→ **The problem**:
Transcribe every record below word for word.

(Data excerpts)
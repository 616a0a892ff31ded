//! Domain error types for the pipeline orchestrator.
//!
//! Uses thiserror for ergonomic error handling with automatic Display implementations.

/// Application-level errors.
///
/// Stage workers never let these reach the scheduler; they are materialized
/// into persistent state (`Job.error`, `Export.error`, `last_error` columns).
#[derive(Debug, thiserror::Error)]
pub enum AppError {
    /// Database operation failed
    #[error("Database error: {0}")]
    Database(String),

    /// Resource not found
    #[error("{0} not found")]
    NotFound(String),

    /// Invalid input data
    #[error("Invalid input: {0}")]
    InvalidInput(String),

    /// Remote compute service call failed
    #[error("Remote task error: {0}")]
    RemoteTask(String),

    /// Object storage operation failed
    #[error("Storage error: {0}")]
    Storage(String),

    /// Git working copy or git host operation failed
    #[error("Git error: {0}")]
    Git(String),

    /// Report rendering or delivery failed
    #[error("Report error: {0}")]
    Report(String),
}

/// Convenience type alias for Results with AppError.
pub type AppResult<T> = Result<T, AppError>;

// Conversion implementations for common error types

impl From<sea_orm::DbErr> for AppError {
    fn from(err: sea_orm::DbErr) -> Self {
        AppError::Database(err.to_string())
    }
}

impl From<serde_json::Error> for AppError {
    fn from(err: serde_json::Error) -> Self {
        AppError::InvalidInput(format!("JSON parsing error: {}", err))
    }
}

impl From<git2::Error> for AppError {
    fn from(err: git2::Error) -> Self {
        AppError::Git(err.to_string())
    }
}

impl From<reqwest::Error> for AppError {
    fn from(err: reqwest::Error) -> Self {
        AppError::RemoteTask(err.to_string())
    }
}

impl From<tera::Error> for AppError {
    fn from(err: tera::Error) -> Self {
        AppError::Report(format!("template error: {}", err))
    }
}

→ **Response area**:
repository 616a0a892ff31ded
//! Domain error types for the pipeline orchestrator.
//!
//! Uses thiserror for ergonomic error handling with automatic Display implementations.

/// Application-level errors.
///
/// Stage workers never let these reach the scheduler; they are materialized
/// into persistent state (`Job.error`, `Export.error`, `last_error` columns).
#[derive(Debug, thiserror::Error)]
pub enum AppError {
    /// Database operation failed
    #[error("Database error: {0}")]
    Database(String),

    /// Resource not found
    #[error("{0} not found")]
    NotFound(String),

    /// Invalid input data
    #[error("Invalid input: {0}")]
    InvalidInput(String),

    /// Remote compute service call failed
    #[error("Remote task error: {0}")]
    RemoteTask(String),

    /// Object storage operation failed
    #[error("Storage error: {0}")]
    Storage(String),

    /// Git working copy or git host operation failed
    #[error("Git error: {0}")]
    Git(String),

    /// Report rendering or delivery failed
    #[error("Report error: {0}")]
    Report(String),
}

/// Convenience type alias for Results with AppError.
pub type AppResult<T> = Result<T, AppError>;

// Conversion implementations for common error types

impl From<sea_orm::DbErr> for AppError {
    fn from(err: sea_orm::DbErr) -> Self {
        AppError::Database(err.to_string())
    }
}

impl From<serde_json::Error> for AppError {
    fn from(err: serde_json::Error) -> Self {
        AppError::InvalidInput(format!("JSON parsing error: {}", err))
    }
}

impl From<git2::Error> for AppError {
    fn from(err: git2::Error) -> Self {
        AppError::Git(err.to_string())
    }
}

impl From<reqwest::Error> for AppError {
    fn from(err: reqwest::Error) -> Self {
        AppError::RemoteTask(err.to_string())
    }
}

impl From<tera::Error> for AppError {
    fn from(err: tera::Error) -> Self {
        AppError::Report(format!("template error: {}", err))
    }
}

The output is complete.